C’est bien mais ça n’empêche pas que les informations ayant fait l’objet d’une fuite ont bel et bien “circulé à l’extérieur de Desjardins” (selon l’aveu-même de Desjardins) alors il est fort probable que quiconque serait en possession de celles-ci serait plus inventif que de risquer d’être localisé par les forces policières en appelant… chez Desjardins!
Car c’est là qu’il aurait le plus de risques d’être identifié et dénoncé aux forces de police de Laval qui enquêtent présentement sur la fuite.
Alors c’est bien beau les vérifications téléphoniques “bonifiées” mais ça ne changera rien si l’utilisation de ces données fuitées a lieu, ailleurs.
On peut facilement imaginer mille scénarios où des données d’identification financière aussi précises que celles qui ont fait l’objet de la fuite pourraient être utilisées. Et ces scénarios n’ont pas toujours un lien avec Desjardins ou d’autres banques. Avec autant de détails sur les entreprises, des fraudeurs auraient le beau jeu d’inventer un stratagème avec des sociétés-écran portant des noms semblables afin de tromper des fournisseurs ou tout autre partenaire.
Il ne fait aucun doute que l’inventivité d’éventuels complices de cette fuite ne devrait pas être sous-estimée.
Rien ne nous assure que cette information ne sera pas “valorisée” de manière si créative que Desjardins n’y verra peut-être que du feu, advenait qu’elle soit un élément du stratagème.
Enfin bref, la nouvelle de la fuite a déjà eu l’effet d’un électrochoc, au Québec mais on comprend qu’au fond, ce jeu de chat et de souris entre Desjardins et la police d’un côté et les potentiels détenteurs des informations fuitées ne fait que commencer.
Ça pourrait durer des années, voire des décennies.

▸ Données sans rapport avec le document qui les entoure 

use nalgebra::Point3;

use crate::auxiliary::template_molecules::{gen_h2, gen_water};
use crate::basis::ao::BasisShell;
use crate::basis::shell::{BasisSet, BasisShellContraction};
use crate::error::XcTaskError;
use crate::screening::{screen, BoundingBox, ShellScreening};

#[test]
fn test_screening_bounding_box() {
    assert!(BoundingBox::from_points(&[]).is_none());
    let bbox = BoundingBox::from_points(&[
        Point3::new(0.0, 1.0, -1.0),
        Point3::new(2.0, -1.0, 0.5),
        Point3::new(1.0, 0.0, 3.0),
    ])
    .unwrap();
    assert_eq!(bbox.lo, Point3::new(0.0, -1.0, -1.0));
    assert_eq!(bbox.hi, Point3::new(2.0, 1.0, 3.0));
    assert_eq!(bbox.max_extent(), 4.0);
    assert_eq!(bbox.center(), Point3::new(1.0, 0.0, 1.0));
    assert_eq!(bbox.distance_to(&Point3::new(1.0, 0.0, 0.0)), 0.0);
    assert_eq!(bbox.distance_to(&Point3::new(5.0, 0.0, 0.0)), 3.0);
    assert_eq!(bbox.distance_to(&Point3::new(5.0, 5.0, 0.0)), 5.0);
    assert!(bbox.intersects_sphere(&Point3::new(5.0, 0.0, 0.0), 3.0));
    assert!(!bbox.intersects_sphere(&Point3::new(5.0, 0.0, 0.0), 2.9));
}

#[test]
fn test_screening_near_and_far_batches() {
    let mol = gen_h2(1.4);
    let basis = BasisSet::from_library(&mol, "cc-pVDZ", false, 1e-10).unwrap();
    assert_eq!(basis.n_shells(), 6);

    // A batch right on the first nucleus sees every shell of the molecule.
    let near = screen(&[Point3::new(0.0, 0.0, -0.7), Point3::new(0.1, 0.0, -0.6)], &basis);
    assert_eq!(near.shell_list, vec![0, 1, 2, 3, 4, 5]);
    assert_eq!(near.nbe, basis.n_funcs());
    assert_eq!(near.shell_npts, vec![2; 6]);
    near.validate(&basis).unwrap();

    // A batch far out behind the first nucleus only sees its most diffuse shell.
    let (r0, r1) = (basis[0].cutoff_radius(), basis[1].cutoff_radius());
    assert!(r0 < r1);
    let far = screen(&[Point3::new(0.0, 0.0, -0.7 - 0.5 * (r0 + r1))], &basis);
    assert_eq!(far.shell_list, vec![1]);
    assert_eq!(far.nbe, 1);
    far.validate(&basis).unwrap();

    // Nothing survives very far away.
    let nothing = screen(&[Point3::new(500.0, 0.0, 0.0)], &basis);
    assert!(nothing.is_empty());
    assert_eq!(nothing.nbe, 0);
    nothing.validate(&basis).unwrap();

    assert!(screen(&[], &basis).is_empty());
}

#[test]
fn test_screening_skips_shells_with_zero_radius() {
    let origin = Point3::origin();
    let s_shell = |tolerance| {
        BasisShellContraction::new(BasisShell::standard(0, false), &[1.0], &[1.0], origin, tolerance)
            .unwrap()
    };
    // No normalised coefficient of a unit-exponent s primitive exceeds a tolerance of 10.
    let basis = BasisSet::new("mixed", vec![vec![s_shell(1e-10), s_shell(10.0), s_shell(1e-6)]]);
    assert_eq!(basis[1].cutoff_radius(), 0.0);
    assert!(basis[0].cutoff_radius() > 0.0 && basis[2].cutoff_radius() > 0.0);

    // A batch sitting exactly on the shell centres.
    let on_centre = screen(&[origin, origin], &basis);
    assert_eq!(on_centre.shell_list, vec![0, 2]);
    assert_eq!(on_centre.shell_npts, vec![2, 2]);
    assert_eq!(on_centre.nbe, 2);
    on_centre.validate(&basis).unwrap();
}

#[test]
fn test_screening_matches_brute_force_per_shell() {
    let mol = gen_water();
    let basis = BasisSet::from_library(&mol, "sto-3g", false, 1e-8).unwrap();
    let points = (0..40)
        .map(|i| {
            let t = f64::from(i) * 0.25;
            Point3::new(1.5 + 0.1 * t, -2.0 + 0.2 * t, 3.0 - 0.05 * t)
        })
        .collect::<Vec<_>>();
    let screening = screen(&points, &basis);
    let bbox = BoundingBox::from_points(&points).unwrap();
    for (ishell, shell) in basis.shells().enumerate() {
        let significant = bbox.distance_to(shell.cart_origin()) <= shell.cutoff_radius();
        assert_eq!(screening.shell_list.contains(&ishell), significant);
    }
    for (ishell, npts) in screening.shell_list.iter().zip(screening.shell_npts.iter()) {
        let shell = &basis[*ishell];
        let expected = points
            .iter()
            .filter(|p| (*p - shell.cart_origin()).norm() <= shell.cutoff_radius())
            .count();
        assert_eq!(*npts, expected);
    }
}

#[test]
fn test_screening_validate_inconsistencies() {
    let mol = gen_water();
    let basis = BasisSet::from_library(&mol, "sto-3g", false, 1e-8).unwrap();

    let unsorted = ShellScreening {
        shell_list: vec![0, 2, 1],
        shell_npts: vec![1, 1, 1],
        nbe: 5,
    };
    assert!(matches!(
        unsorted.validate(&basis),
        Err(XcTaskError::ScreeningInconsistency {
            shell: Some(1),
            ..
        })
    ));

    let duplicated = ShellScreening {
        shell_list: vec![0, 0],
        shell_npts: vec![1, 1],
        nbe: 2,
    };
    assert!(duplicated.validate(&basis).is_err());

    let wrong_nbe = ShellScreening {
        shell_list: vec![0, 2],
        shell_npts: vec![1, 1],
        nbe: 2,
    };
    assert!(wrong_nbe.validate(&basis).is_err());

    let out_of_range = ShellScreening {
        shell_list: vec![0, 5],
        shell_npts: vec![1, 1],
        nbe: 2,
    };
    assert!(matches!(
        out_of_range.validate(&basis),
        Err(XcTaskError::ScreeningInconsistency {
            shell: Some(5),
            ..
        })
    ));

    let ok = ShellScreening {
        shell_list: vec![0, 2, 4],
        shell_npts: vec![3, 2, 1],
        nbe: 5,
    };
    ok.validate(&basis).unwrap();
}
//! Fatal error kinds raised by the partitioning, balancing and packing layers.
//!
//! All of them are fatal: they propagate to the driver and terminate the run.

use std::error::Error;
use std::fmt;

/// An enumerated type for the fatal error kinds of the task layer.
#[derive(Debug, Clone, PartialEq)]
pub enum XcTaskError {
    /// An invalid run configuration (rank or lane count, execution space, strategy, padding
    /// factor), detected before any task is built.
    Configuration(String),

    /// A breach of the screening data model: a significant shell without functions, or an
    /// unsorted or duplicated shell list.
    ScreeningInconsistency {
        /// The index of the offending task, if known.
        task: Option<usize>,

        /// The offending shell index, if a single shell is at fault.
        shell: Option<usize>,

        /// Description of the breach.
        reason: String,
    },

    /// A submatrix cut reaching outside the global matrix.
    PackingBounds {
        /// The index of the offending task, if known.
        task: Option<usize>,

        /// The index of the offending cut within its task.
        cut: usize,

        /// The global offset of the offending cut.
        global_offset: usize,

        /// The extent of the offending cut.
        extent: usize,

        /// The dimension of the global matrix along the cut.
        global_dim: usize,
    },

    /// An empty task set, or a task set that does not cover the grid exactly once.
    BalanceInput(String),
}

impl XcTaskError {
    /// Attaches a task index to errors that carry one.
    pub fn with_task(self, itask: usize) -> Self {
        match self {
            Self::ScreeningInconsistency { shell, reason, .. } => Self::ScreeningInconsistency {
                task: Some(itask),
                shell,
                reason,
            },
            Self::PackingBounds {
                cut,
                global_offset,
                extent,
                global_dim,
                ..
            } => Self::PackingBounds {
                task: Some(itask),
                cut,
                global_offset,
                extent,
                global_dim,
            },
            other => other,
        }
    }
}

impl fmt::Display for XcTaskError {
    fn fmt(&self, f: &mut fmt::Formatter) -> fmt::Result {
        match self {
            Self::Configuration(msg) => write!(f, "Configuration error: {msg}."),
            Self::ScreeningInconsistency {
                task,
                shell,
                reason,
            } => {
                write!(f, "Screening inconsistency")?;
                if let Some(itask) = task {
                    write!(f, " in task {itask}")?;
                }
                if let Some(ishell) = shell {
                    write!(f, " at shell {ishell}")?;
                }
                write!(f, ": {reason}.")
            }
            Self::PackingBounds {
                task,
                cut,
                global_offset,
                extent,
                global_dim,
            } => {
                write!(f, "Packing bounds error")?;
                if let Some(itask) = task {
                    write!(f, " in task {itask}")?;
                }
                write!(
                    f,
                    ": cut {cut} spans [{global_offset}, {}) but the global dimension is {global_dim}.",
                    global_offset + extent
                )
            }
            Self::BalanceInput(msg) => write!(f, "Balance input error: {msg}."),
        }
    }
}

impl Error for XcTaskError {}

Et Desjardins a beau bomber le torse et sortir les crocs pour avoir l’air prêt à se défendre mais si l’historique des attaques informatiques nous a appris quelque chose, c’est que des géants comme Desjardins peuvent être rapidement mis à genoux devant un usage “créatif” des données que les membres leur avaient confié et qu’ils ont perdu, dans la nature.
Il y a très peu de chances que les données n’aient pas été téléversées dans une ou plusieurs archives secrètes et sécurisées. C’est un trop gros “butin informationnel” pour le perdre lors d’une prévisible arrestation.
Même si ces informations sont trop “chaudes” en ce moment dans le marché pour être utilisés (sans être trop embêté par les forces policières), il faudra s’attendre que si elles sont dans “la nature”, quelqu’un, quelque part, sera éventuellement tenté d’en faire usage.
Et ça pourrait être dans 1 mois, 1 an, 5 ans, 10 ans ou jamais.
L’information peut vivre très, très longtemps. De manière secrète et même si cette information semble valable selon des paramètres temporels précis (par exemple, les “habitudes transactionnelles” du mois de… disons, mars 2019), ne perdez jamais de vue que celles-ci pourraient gagner en valeur dans le temps, notamment dans des stratagèmes d’extorsion.
Soyez assurés que même si le public vient d’être prévenu de cette fuite de données chez Desjardins, c’est le début d’une longue saga où Desjardins aura fort à faire pour prouver sa valeur, en regard des informations qui n’auraient jamais dû quitter sa garde.